Truly, Jenny did this to herself. Her first book, “More than Words”, was about her son, progress and love. It included alternative autism treatments such as the gluten-free casein-free diet, but that wasn’t really the focus. It was a great book that most people enjoyed – even the parents who believed the diet wasn’t effective. It was about a mother’s love for her son, and her quest to help him be all he could be.
In her second book, “Mother Warriors”, Jenny did not focus on love for children. The description of the book reads: “Stories of hope and recovery from a nation of parents of autistic children”.Her book focused solely on mothers who were more about diets, supplements and alternative treatments than they focused on their children. Yes, they said all they did was FOR them, but their stories were more about what they believed the alternative treatments did than what they felt their kids accomplished.
By titling the book “Mother Warriors”, and declaring it a testament to mothers who fight for their autistic children, Jenny turned the tide against herself. By focusing only on alternative treatments, and insinuating that in order to be a “Mother Warrior” you have to be willing to give your child 40 supplements a day, restrict their diet and have them endure medical procedures not approved for the treatment of autism. The rest of us mothers are just junk apparently.
Never mind that every other mother of a child with autism fights a battle every day, with the world, with themselves. Never mind that the only difference between moms who do alternative treatments and those who don’t is doctor’s appointments. Never mind that we have more in common than differences.

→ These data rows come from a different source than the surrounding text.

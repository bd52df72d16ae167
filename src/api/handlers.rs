//! API Handlers
//!
//! HTTP request handlers for the lookup service endpoints.

use std::sync::Arc;

use axum::{
    extract::{Path, State},
    Json,
};

use crate::error::Result;
use crate::lookup::ItemLookupService;
use crate::models::{HealthResponse, Item};

/// Application state shared across all handlers.
///
/// Holds the lookup service behind an Arc; the service itself is stateless
/// per call, so handlers never lock anything.
#[derive(Clone)]
pub struct AppState {
    /// Shared lookup service
    pub service: Arc<ItemLookupService>,
}

impl AppState {
    /// Creates a new AppState wrapping the given service.
    pub fn new(service: ItemLookupService) -> Self {
        Self {
            service: Arc::new(service),
        }
    }
}

/// Handler for GET /sample/:id
///
/// Returns the item as flat JSON with a 200 status. A missing item yields
/// 404; cache or store failures propagate as 5xx without retry.
pub async fn get_sample_handler(
    State(state): State<AppState>,
    Path(id): Path<String>,
) -> Result<Json<Item>> {
    let item = state.service.get(&id).await?;

    Ok(Json(item))
}

/// Handler for GET /health
///
/// Returns health status of the server.
pub async fn health_handler() -> Json<HealthResponse> {
    Json(HealthResponse::healthy())
}
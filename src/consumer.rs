//! Consumer Client
//!
//! The consumer half of the contract pair: a small HTTP client that fetches
//! an item from a running provider. Used by the consumer-side contract tests
//! and usable as a standalone API client.

use crate::error::{LookupError, Result};
use crate::models::Item;

/// HTTP client for the sample provider API.
pub struct SampleClient {
    base_url: String,
    http: reqwest::Client,
}

impl SampleClient {
    /// Creates a client for the provider at `base_url`
    /// (e.g. `http://localhost:3000`).
    pub fn new(base_url: impl Into<String>) -> Self {
        let mut base_url = base_url.into();
        while base_url.ends_with('/') {
            base_url.pop();
        }

        Self {
            base_url,
            http: reqwest::Client::new(),
        }
    }

    /// Fetches an item via `GET {base_url}/sample/{id}`.
    ///
    /// A 404 maps to `NotFound`; any other non-success status and all
    /// transport failures map to `UpstreamUnavailable`.
    pub async fn fetch_item(&self, id: &str) -> Result<Item> {
        let url = format!("{}/sample/{}", self.base_url, id);

        let response = self
            .http
            .get(&url)
            .send()
            .await
            .map_err(|e| LookupError::UpstreamUnavailable(format!("request to {}: {}", url, e)))?;

        if response.status() == reqwest::StatusCode::NOT_FOUND {
            return Err(LookupError::NotFound(id.to_string()));
        }

        let response = response
            .error_for_status()
            .map_err(|e| LookupError::UpstreamUnavailable(e.to_string()))?;

        response
            .json::<Item>()
            .await
            .map_err(|e| LookupError::Internal(format!("undecodable response body: {}", e)))
    }
}
//! Item entity
//!
//! The single entity served by the lookup endpoint. Items are created
//! externally and owned by the document store; this service only reads them.

use serde::{Deserialize, Serialize};

/// An item as stored, cached, and served.
///
/// Serialized as flat JSON for both the wire protocol and the cache value:
/// `{"id": "...", "name": "...", "description": "..."}`.
#[derive(Debug, Clone, PartialEq, Eq, Serialize, Deserialize)]
pub struct Item {
    /// Unique identifier within the store; also the cache key and the
    /// store partition key
    pub id: String,
    /// Display name
    pub name: String,
    /// Free-form description
    pub description: String,
}

impl Item {
    /// Creates a new Item
    pub fn new(
        id: impl Into<String>,
        name: impl Into<String>,
        description: impl Into<String>,
    ) -> Self {
        Self {
            id: id.into(),
            name: name.into(),
            description: description.into(),
        }
    }
}
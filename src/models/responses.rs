//! Response DTOs for the lookup service API
//!
//! The item endpoint serializes [`crate::models::Item`] directly; these
//! types cover the health endpoint and the error body.

use serde::{Deserialize, Serialize};

/// Response body for the health endpoint (GET /health)
#[derive(Debug, Clone, Serialize)]
pub struct HealthResponse {
    /// Health status (e.g., "healthy")
    pub status: String,
    /// Current timestamp in ISO 8601 format
    pub timestamp: String,
}

impl HealthResponse {
    /// Creates a new HealthResponse with current timestamp
    pub fn healthy() -> Self {
        Self {
            status: "healthy".to_string(),
            timestamp: chrono::Utc::now().to_rfc3339(),
        }
    }
}

/// Error response body for all error conditions
#[derive(Debug, Clone, Serialize, Deserialize)]
pub struct ErrorResponse {
    /// Error message describing what went wrong
    pub error: String,
}

impl ErrorResponse {
    /// Creates a new ErrorResponse
    pub fn new(error: impl Into<String>) -> Self {
        Self {
            error: error.into(),
        }
    }
}

#[cfg(test)]
mod tests {
    use super::*;

    #[test]
    fn test_health_response_serialize() {
        let resp = HealthResponse::healthy();
        let json = serde_json::to_string(&resp).unwrap();
        assert!(json.contains("healthy"));
        assert!(json.contains("timestamp"));
    }

    #[test]
    fn test_error_response_serialize() {
        let resp = ErrorResponse::new("Item not found: 99");
        let json = serde_json::to_string(&resp).unwrap();
        assert!(json.contains("error"));
        assert!(json.contains("Item not found: 99"));
    }
}
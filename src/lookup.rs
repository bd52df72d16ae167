//! Item Lookup Service
//!
//! The core of the provider: a cache-aside read over a cache client and a
//! document store. Probe the cache, on a miss point-read the store, populate
//! the cache, return the item.

use std::sync::Arc;

use tracing::debug;

use crate::clients::{CacheClient, DocumentStore};
use crate::error::{LookupError, Result};
use crate::models::Item;

// == Item Lookup Service ==
/// Returns items by id, using the cache as a fast path and the document
/// store as the source of truth.
///
/// Each lookup is an independent per-call operation: no locks, no ordering
/// guarantees between concurrent lookups of the same id. Two concurrent
/// misses may both read the store and both write the cache; the final cache
/// value is whichever write lands last.
pub struct ItemLookupService {
    cache: Arc<dyn CacheClient>,
    store: Arc<dyn DocumentStore>,
}

impl ItemLookupService {
    /// Creates a new service over the given collaborators.
    pub fn new(cache: Arc<dyn CacheClient>, store: Arc<dyn DocumentStore>) -> Self {
        Self { cache, store }
    }

    // == Get ==
    /// Looks up an item by id (cache-aside read).
    ///
    /// 1. Probe the cache for key = `id`.
    /// 2. Present and non-empty: deserialize and return, no store access and
    ///    no freshness check.
    /// 3. Absent: point-read the store with `id` as both lookup key and
    ///    partition key.
    /// 4. Store miss fails with `NotFound`.
    /// 5. Serialize the fetched item and write it into the cache,
    ///    unconditionally overwriting any race-created entry.
    /// 6. Return the fetched item.
    ///
    /// An empty cache value is treated identically to a miss. Failures from
    /// either collaborator propagate immediately, without retry.
    pub async fn get(&self, id: &str) -> Result<Item> {
        if let Some(cached) = self.cache.get(id).await? {
            if !cached.is_empty() {
                debug!(id, "cache hit");
                let item = serde_json::from_slice(&cached).map_err(|e| {
                    LookupError::Internal(format!("undecodable cached payload for '{}': {}", id, e))
                })?;
                return Ok(item);
            }
        }

        debug!(id, "cache miss, reading store");
        let item = self.store.read_item(id, id).await?;

        let serialized = serde_json::to_vec(&item)
            .map_err(|e| LookupError::Internal(format!("failed to serialize item: {}", e)))?;
        self.cache.set(id, serialized).await?;

        Ok(item)
    }
}

#[cfg(test)]
mod tests {
    use super::*;
    use crate::clients::{InMemoryCache, InMemoryStore};
    use async_trait::async_trait;
    use proptest::prelude::*;

    fn fixture_item() -> Item {
        Item::new("27", "burger", "food")
    }

    async fn seeded_service() -> (ItemLookupService, Arc<InMemoryCache>, Arc<InMemoryStore>) {
        let cache = Arc::new(InMemoryCache::new());
        let store = Arc::new(InMemoryStore::new());
        store.insert(fixture_item()).await;

        let service = ItemLookupService::new(cache.clone(), store.clone());
        (service, cache, store)
    }

    // == Cache-Aside Behavior ==

    #[tokio::test]
    async fn test_miss_reads_store_and_populates_cache() {
        let (service, cache, _store) = seeded_service().await;

        let item = service.get("27").await.unwrap();
        assert_eq!(item, fixture_item());

        // Cache now holds the same serialized value the store produced
        let cached = cache.get("27").await.unwrap().unwrap();
        assert_eq!(cached, serde_json::to_vec(&fixture_item()).unwrap());
    }

    #[tokio::test]
    async fn test_hit_skips_the_store() {
        let (service, _cache, store) = seeded_service().await;

        service.get("27").await.unwrap();
        assert_eq!(store.reads(), 1);

        // Second lookup is served entirely from cache
        let item = service.get("27").await.unwrap();
        assert_eq!(item, fixture_item());
        assert_eq!(store.reads(), 1);
    }

    #[tokio::test]
    async fn test_absent_everywhere_is_not_found() {
        let (service, _cache, _store) = seeded_service().await;

        let err = service.get("99").await.unwrap_err();
        assert!(matches!(err, LookupError::NotFound(id) if id == "99"));
    }

    #[tokio::test]
    async fn test_empty_cache_value_is_a_miss() {
        let (service, cache, store) = seeded_service().await;
        cache.set("27", Vec::new()).await.unwrap();

        let item = service.get("27").await.unwrap();
        assert_eq!(item, fixture_item());
        assert_eq!(store.reads(), 1);

        // The empty entry was overwritten with the real serialization
        let cached = cache.get("27").await.unwrap().unwrap();
        assert_eq!(cached, serde_json::to_vec(&fixture_item()).unwrap());
    }

    #[tokio::test]
    async fn test_stale_cache_wins_over_updated_store() {
        let (service, _cache, store) = seeded_service().await;

        // First lookup populates the cache
        service.get("27").await.unwrap();

        // The backing item changes; no invalidation path exists
        store.insert(Item::new("27", "salad", "greens")).await;

        let item = service.get("27").await.unwrap();
        assert_eq!(item, fixture_item());
    }

    #[tokio::test]
    async fn test_undecodable_cached_payload_is_internal_error() {
        let (service, cache, _store) = seeded_service().await;
        cache.set("27", b"not json".to_vec()).await.unwrap();

        let err = service.get("27").await.unwrap_err();
        assert!(matches!(err, LookupError::Internal(_)));
    }

    // == Failure Propagation ==

    struct FailingCache;

    #[async_trait]
    impl CacheClient for FailingCache {
        async fn get(&self, _key: &str) -> crate::error::Result<Option<Vec<u8>>> {
            Err(LookupError::UpstreamUnavailable(
                "cache connection refused".to_string(),
            ))
        }

        async fn set(&self, _key: &str, _value: Vec<u8>) -> crate::error::Result<()> {
            Err(LookupError::UpstreamUnavailable(
                "cache connection refused".to_string(),
            ))
        }
    }

    struct FailingStore;

    #[async_trait]
    impl DocumentStore for FailingStore {
        async fn read_item(&self, _id: &str, _partition_key: &str) -> crate::error::Result<Item> {
            Err(LookupError::UpstreamUnavailable(
                "store connection refused".to_string(),
            ))
        }
    }

    #[tokio::test]
    async fn test_cache_failure_propagates_unchanged() {
        let store = Arc::new(InMemoryStore::new());
        store.insert(fixture_item()).await;
        let service = ItemLookupService::new(Arc::new(FailingCache), store);

        let err = service.get("27").await.unwrap_err();
        assert!(matches!(err, LookupError::UpstreamUnavailable(_)));
    }

    #[tokio::test]
    async fn test_store_failure_propagates_unchanged() {
        let service =
            ItemLookupService::new(Arc::new(InMemoryCache::new()), Arc::new(FailingStore));

        let err = service.get("27").await.unwrap_err();
        assert!(matches!(err, LookupError::UpstreamUnavailable(_)));
    }

    // == Idempotence Property ==

    proptest! {
        /// Repeated lookups after the first populate return byte-identical
        /// serialized output for arbitrary items.
        #[test]
        fn prop_repeated_gets_are_byte_identical(
            id in "[a-zA-Z0-9]{1,16}",
            name in ".{0,32}",
            description in ".{0,64}",
        ) {
            let rt = tokio::runtime::Builder::new_current_thread()
                .build()
                .unwrap();

            rt.block_on(async {
                let cache = Arc::new(InMemoryCache::new());
                let store = Arc::new(InMemoryStore::new());
                store.insert(Item::new(id.clone(), name, description)).await;

                let service = ItemLookupService::new(cache, store);

                let first = serde_json::to_vec(&service.get(&id).await.unwrap()).unwrap();
                let second = serde_json::to_vec(&service.get(&id).await.unwrap()).unwrap();
                prop_assert_eq!(first, second);
                Ok(())
            })?;
        }
    }
}
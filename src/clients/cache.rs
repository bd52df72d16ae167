//! Cache Client
//!
//! The cache side of the cache-aside pair: a get/set key-value interface
//! plus the in-memory implementation used by the binary and the tests.

use std::collections::HashMap;

use async_trait::async_trait;
use tokio::sync::RwLock;

use crate::error::Result;

// == Cache Client Trait ==
/// Key-value cache interface.
///
/// Implementations must be individually thread-safe; the lookup service
/// holds a shared handle and performs no locking of its own. Transport
/// failures surface as [`crate::error::LookupError::UpstreamUnavailable`].
#[async_trait]
pub trait CacheClient: Send + Sync {
    /// Retrieves the value stored under `key`, or `None` when absent.
    async fn get(&self, key: &str) -> Result<Option<Vec<u8>>>;

    /// Stores `value` under `key`, unconditionally overwriting any existing
    /// entry (last writer wins).
    async fn set(&self, key: &str, value: Vec<u8>) -> Result<()>;
}

// == In-Memory Cache ==
/// Process-local cache backed by a HashMap.
///
/// Entries have no TTL and no invalidation; they live until process restart.
#[derive(Debug, Default)]
pub struct InMemoryCache {
    entries: RwLock<HashMap<String, Vec<u8>>>,
}

impl InMemoryCache {
    /// Creates an empty cache.
    pub fn new() -> Self {
        Self::default()
    }
}

#[async_trait]
impl CacheClient for InMemoryCache {
    async fn get(&self, key: &str) -> Result<Option<Vec<u8>>> {
        let entries = self.entries.read().await;
        Ok(entries.get(key).cloned())
    }

    async fn set(&self, key: &str, value: Vec<u8>) -> Result<()> {
        let mut entries = self.entries.write().await;
        entries.insert(key.to_string(), value);
        Ok(())
    }
}
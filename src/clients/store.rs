//! Document Store Client
//!
//! The source of truth behind the cache: a point-read interface keyed by id
//! and partition key, plus the seedable in-memory implementation.

use std::collections::HashMap;
use std::sync::atomic::{AtomicU64, Ordering};

use async_trait::async_trait;
use tokio::sync::RwLock;

use crate::error::{LookupError, Result};
use crate::models::Item;

// == Document Store Trait ==
/// Point-read document store interface.
///
/// Fails with [`crate::error::LookupError::NotFound`] when no item exists
/// for `id`, and with `UpstreamUnavailable` on transport failure.
#[async_trait]
pub trait DocumentStore: Send + Sync {
    /// Reads a single item. The lookup service passes the item id as both
    /// the lookup key and the partition key.
    async fn read_item(&self, id: &str, partition_key: &str) -> Result<Item>;
}

// == In-Memory Store ==
/// Seedable in-memory document store.
///
/// Counts point reads so tests can assert that a cache hit performs zero
/// store calls.
#[derive(Debug, Default)]
pub struct InMemoryStore {
    items: RwLock<HashMap<String, Item>>,
    reads: AtomicU64,
}

impl InMemoryStore {
    /// Creates an empty store.
    pub fn new() -> Self {
        Self::default()
    }

    /// Inserts or replaces an item, keyed by its id.
    pub async fn insert(&self, item: Item) {
        let mut items = self.items.write().await;
        items.insert(item.id.clone(), item);
    }

    /// Number of point reads performed since construction.
    pub fn reads(&self) -> u64 {
        self.reads.load(Ordering::Relaxed)
    }
}

#[async_trait]
impl DocumentStore for InMemoryStore {
    async fn read_item(&self, id: &str, _partition_key: &str) -> Result<Item> {
        self.reads.fetch_add(1, Ordering::Relaxed);

        let items = self.items.read().await;
        items
            .get(id)
            .cloned()
            .ok_or_else(|| LookupError::NotFound(id.to_string()))
    }
}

She set the stage for mothers of kids with autism to take sides. She encouraged the thought that any mother of a child with autism not doing these treatments is not as good as those who do. She drew a line in the autism community, a community that does not need to be divided.
Instead of encouraging parents to do what’s best, Jenny advocates doing exactly what she does. This is a dangerous road to start down, considering every child is different. It is NEVER a good idea to do something because a celebrity says so. She is in a position of authority, and she is abusing it.
Jenny went beyond autism awareness. She focused on creating a “right” and a “wrong” way to approach a medical condition, which is selfish. Her second book is more of an advertisement for her DAN doctors than it is a testament of any mother’s faith.
So, congratulations, Jenny. You’ve made people aware of your treatments for your child, and by using a “this is the only way” approach, you’ve made life harder for those of us who don’t believe in or participate in those treatments.